_About this task_.
Nothing outside the range is wanted. Repeat exactly the lines below from the one with "declared argument indices." through the one with "impl FromBound for String".

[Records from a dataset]
------------------------------------------------

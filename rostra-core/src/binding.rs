//! Declarative parameter bindings and typed argument extraction.
//!
//! A [`ParamBinding`] is a declarative instruction for extracting one handler
//! argument from the request or context. At dispatch time bindings are
//! resolved in `index` order into a positional [`CallArgs`] list; handlers
//! pull typed values back out through [`FromBound`].

use std::collections::HashMap;
use std::fmt;
use std::sync::Arc;

use serde::de::DeserializeOwned;
use serde_json::Value;
use thiserror::Error;

use crate::collab::Schema;
use crate::context::RequestContext;
use crate::error::{BoxError, DispatchError};
use crate::http::{Json, Request};

/// Where a bound argument comes from.
#[derive(Debug, Clone, Copy, PartialEq, Eq)]
pub enum BindingKind {
    /// The JSON-parsed request body (parsed at most once per request).
    Body,
    /// A query-string value, or the whole query map without a key.
    Query,
    /// A path parameter, or the whole params map without a key.
    RouteParam,
    /// The raw request object.
    RawRequest,
    /// A header value, or all headers without a key.
    Headers,
    /// The request context itself.
    FullContext,
}

/// A declarative instruction for extracting one handler argument.
#[derive(Clone)]
pub struct ParamBinding {
    /// Position of the argument in the handler's argument list.
    pub index: usize,
    /// Where the argument comes from.
    pub kind: BindingKind,
    /// Key within the source; `None` binds the whole collection.
    pub key: Option<String>,
    /// Optional validator applied to the resolved value.
    pub schema: Option<Arc<dyn Schema>>,
}

impl fmt::Debug for ParamBinding {
    fn fmt(&self, f: &mut fmt::Formatter<'_>) -> fmt::Result {
        f.debug_struct("ParamBinding")
            .field("index", &self.index)
            .field("kind", &self.kind)
            .field("key", &self.key)
            .field("schema", &self.schema.as_ref().map(|_| "<schema>"))
            .finish()
    }
}

impl ParamBinding {
    fn new(index: usize, kind: BindingKind, key: Option<String>) -> Self {
        Self {
            index,
            kind,
            key,
            schema: None,
        }
    }

    /// Bind the JSON-parsed request body.
    pub fn body(index: usize) -> Self {
        Self::new(index, BindingKind::Body, None)
    }

    /// Bind one query-string value.
    pub fn query(index: usize, key: impl Into<String>) -> Self {
        Self::new(index, BindingKind::Query, Some(key.into()))
    }

    /// Bind the whole query string as a key/value map.
    pub fn query_all(index: usize) -> Self {
        Self::new(index, BindingKind::Query, None)
    }

    /// Bind one path parameter.
    pub fn route_param(index: usize, key: impl Into<String>) -> Self {
        Self::new(index, BindingKind::RouteParam, Some(key.into()))
    }

    /// Bind the whole path-parameter map.
    pub fn route_params(index: usize) -> Self {
        Self::new(index, BindingKind::RouteParam, None)
    }

    /// Bind the raw request object.
    pub fn raw_request(index: usize) -> Self {
        Self::new(index, BindingKind::RawRequest, None)
    }

    /// Bind one header value.
    pub fn header(index: usize, key: impl Into<String>) -> Self {
        Self::new(index, BindingKind::Headers, Some(key.into()))
    }

    /// Bind all headers as a map.
    pub fn headers(index: usize) -> Self {
        Self::new(index, BindingKind::Headers, None)
    }

    /// Bind the request context itself.
    pub fn full_context(index: usize) -> Self {
        Self::new(index, BindingKind::FullContext, None)
    }

    /// Attach a validator.
    ///
    /// Applies to every binding that resolves to a value: the body, keyed
    /// lookups (validated as a JSON string, `null` when the key is absent),
    /// and whole-collection maps (validated as a JSON object). The
    /// validator's (possibly transformed) return value becomes the handler
    /// argument. Raw-request and context bindings resolve to shared handles
    /// and never pass through a validator.
    pub fn with_schema(mut self, schema: impl Schema) -> Self {
        self.schema = Some(Arc::new(schema));
        self
    }

    /// Resolve this binding against a request context.
    pub fn resolve(&self, ctx: &Arc<RequestContext>) -> Result<BoundValue, DispatchError> {
        let value = match self.kind {
            BindingKind::Body => BoundValue::Json(ctx.json_body()?),
            BindingKind::Query => match &self.key {
                Some(key) => BoundValue::Text(ctx.request().query_value(key)),
                None => BoundValue::Map(ctx.request().query_pairs()),
            },
            BindingKind::RouteParam => match &self.key {
                Some(key) => BoundValue::Text(ctx.param(key).map(str::to_owned)),
                None => BoundValue::Map(ctx.params().clone()),
            },
            BindingKind::RawRequest => BoundValue::Request(ctx.request().clone()),
            BindingKind::Headers => match &self.key {
                Some(key) => BoundValue::Text(ctx.request().header(key).map(str::to_owned)),
                None => BoundValue::Map(ctx.request().headers.clone()),
            },
            BindingKind::FullContext => BoundValue::Context(ctx.clone()),
        };
        match &self.schema {
            None => Ok(value),
            Some(schema) => value.validated(schema.as_ref()),
        }
    }
}

/// One resolved positional argument.
#[derive(Debug, Clone)]
pub enum BoundValue {
    /// A JSON value (body bindings).
    Json(Value),
    /// A single text value; `None` when the key was absent.
    Text(Option<String>),
    /// A whole string-to-string collection (query, params, headers).
    Map(HashMap<String, String>),
    /// The raw request.
    Request(Arc<Request>),
    /// The request context.
    Context(Arc<RequestContext>),
}

impl BoundValue {
    fn kind_name(&self) -> &'static str {
        match self {
            BoundValue::Json(_) => "json",
            BoundValue::Text(_) => "text",
            BoundValue::Map(_) => "map",
            BoundValue::Request(_) => "request",
            BoundValue::Context(_) => "context",
        }
    }

    /// Run a validator over the value-shaped variants. Text becomes a JSON
    /// string (`null` for an absent key) and maps become JSON objects before
    /// validation; shared handles pass through untouched.
    fn validated(self, schema: &dyn Schema) -> Result<BoundValue, DispatchError> {
        let raw = match self {
            BoundValue::Json(value) => value,
            BoundValue::Text(Some(text)) => Value::String(text),
            BoundValue::Text(None) => Value::Null,
            BoundValue::Map(map) => Value::Object(
                map.into_iter()
                    .map(|(key, value)| (key, Value::String(value)))
                    .collect(),
            ),
            handle @ (BoundValue::Request(_) | BoundValue::Context(_)) => return Ok(handle),
        };
        Ok(BoundValue::Json(schema.parse(raw)?))
    }
}

/// Extraction failure when a handler asks for a type the binding can't supply.
#[derive(Debug, Error)]
#[error("argument binding failed: {message}")]
pub struct BindError {
    message: String,
}

impl BindError {
    /// Create a new extraction error with a message.
    pub fn new(message: impl Into<String>) -> Self {
        Self {
            message: message.into(),
        }
    }
}

/// The positional argument list a bound handler is invoked with.
pub struct CallArgs {
    values: Vec<Option<BoundValue>>,
}

impl CallArgs {
    /// Wrap resolved binding values, in `parameter_index` order.
    pub fn new(values: Vec<BoundValue>) -> Self {
        Self {
            values: values.into_iter().map(Some).collect(),
        }
    }

    /// Wrap resolved values placed at their declared argument indices.
    ///
    /// `None` slots mark positions no binding was declared for, so sparse
    /// declarations (say indices 0 and 2) keep their positions instead of
    /// compacting.
    pub fn from_slots(slots: Vec<Option<BoundValue>>) -> Self {
        Self { values: slots }
    }

    /// Number of bound arguments.
    pub fn len(&self) -> usize {
        self.values.len()
    }

    /// Whether there are no bound arguments.
    pub fn is_empty(&self) -> bool {
        self.values.is_empty()
    }

    /// Take the argument at `index`, converting it to `T`.
    ///
    /// Each position can be taken once.
    pub fn take<T: FromBound>(&mut self, index: usize) -> Result<T, BoxError> {
        let slot = self
            .values
            .get_mut(index)
            .ok_or_else(|| BindError::new(format!("no argument bound at index {index}")))?;
        let value = slot.take().ok_or_else(|| {
            BindError::new(format!("argument {index} is unbound or already taken"))
        })?;
        T::from_bound(value)
    }
}

/// Conversion from a resolved [`BoundValue`] into a typed handler argument.
pub trait FromBound: Sized {
    /// Attempt the conversion.
    fn from_bound(value: BoundValue) -> Result<Self, BoxError>;
}

impl FromBound for BoundValue {
    fn from_bound(value: BoundValue) -> Result<Self, BoxError> {
        Ok(value)
    }
}

impl FromBound for String {
    fn from_bound(value: BoundValue) -> Result<Self, BoxError> {
        match value {
            BoundValue::Text(Some(text)) => Ok(text),
            BoundValue::Text(None) => Err(BindError::new("required value was absent").into()),
            BoundValue::Json(Value::String(text)) => Ok(text),
            other => Err(BindError::new(format!(
                "cannot bind String from a {} value",
                other.kind_name()
            ))
            .into()),
        }
    }
}

impl FromBound for Option<String> {
    fn from_bound(value: BoundValue) -> Result<Self, BoxError> {
        match value {
            BoundValue::Text(text) => Ok(text),
            BoundValue::Json(Value::String(text)) => Ok(Some(text)),
            BoundValue::Json(Value::Null) => Ok(None),
            other => Err(BindError::new(format!(
                "cannot bind Option<String> from a {} value",
                other.kind_name()
            ))
            .into()),
        }
    }
}

impl FromBound for HashMap<String, String> {
    fn from_bound(value: BoundValue) -> Result<Self, BoxError> {
        match value {
            BoundValue::Map(map) => Ok(map),
            other => Err(BindError::new(format!(
                "cannot bind a map from a {} value",
                other.kind_name()
            ))
            .into()),
        }
    }
}

impl FromBound for Value {
    fn from_bound(value: BoundValue) -> Result<Self, BoxError> {
        match value {
            BoundValue::Json(json) => Ok(json),
            BoundValue::Text(Some(text)) => Ok(Value::String(text)),
            BoundValue::Text(None) => Ok(Value::Null),
            other => Err(BindError::new(format!(
                "cannot bind a JSON value from a {} value",
                other.kind_name()
            ))
            .into()),
        }
    }
}

impl FromBound for Arc<Request> {
    fn from_bound(value: BoundValue) -> Result<Self, BoxError> {
        match value {
            BoundValue::Request(request) => Ok(request),
            other => Err(BindError::new(format!(
                "cannot bind the raw request from a {} value",
                other.kind_name()
            ))
            .into()),
        }
    }
}

impl FromBound for Arc<RequestContext> {
    fn from_bound(value: BoundValue) -> Result<Self, BoxError> {
        match value {
            BoundValue::Context(ctx) => Ok(ctx),
            other => Err(BindError::new(format!(
                "cannot bind the request context from a {} value",
                other.kind_name()
            ))
            .into()),
        }
    }
}

impl<T: DeserializeOwned> FromBound for Json<T> {
    fn from_bound(value: BoundValue) -> Result<Self, BoxError> {
        match value {
            BoundValue::Json(json) => Ok(Json(serde_json::from_value(json)?)),
            other => Err(BindError::new(format!(
                "cannot deserialize a typed body from a {} value",
                other.kind_name()
            ))
            .into()),
        }
    }
}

------------------------------------------------

_Reply to the exercise_.
    /// Wrap resolved values placed at their declared argument indices.
    ///
    /// `None` slots mark positions no binding was declared for, so sparse
    /// declarations (say indices 0 and 2) keep their positions instead of
    /// compacting.
    pub fn from_slots(slots: Vec<Option<BoundValue>>) -> Self {
        Self { values: slots }
    }

    /// Number of bound arguments.
    pub fn len(&self) -> usize {
        self.values.len()
    }

    /// Whether there are no bound arguments.
    pub fn is_empty(&self) -> bool {
        self.values.is_empty()
    }

    /// Take the argument at `index`, converting it to `T`.
    ///
    /// Each position can be taken once.
    pub fn take<T: FromBound>(&mut self, index: usize) -> Result<T, BoxError> {
        let slot = self
            .values
            .get_mut(index)
            .ok_or_else(|| BindError::new(format!("no argument bound at index {index}")))?;
        let value = slot.take().ok_or_else(|| {
            BindError::new(format!("argument {index} is unbound or already taken"))
        })?;
        T::from_bound(value)
    }
}

/// Conversion from a resolved [`BoundValue`] into a typed handler argument.
pub trait FromBound: Sized {
    /// Attempt the conversion.
    fn from_bound(value: BoundValue) -> Result<Self, BoxError>;
}

impl FromBound for BoundValue {
    fn from_bound(value: BoundValue) -> Result<Self, BoxError> {
        Ok(value)
    }
}

impl FromBound for String {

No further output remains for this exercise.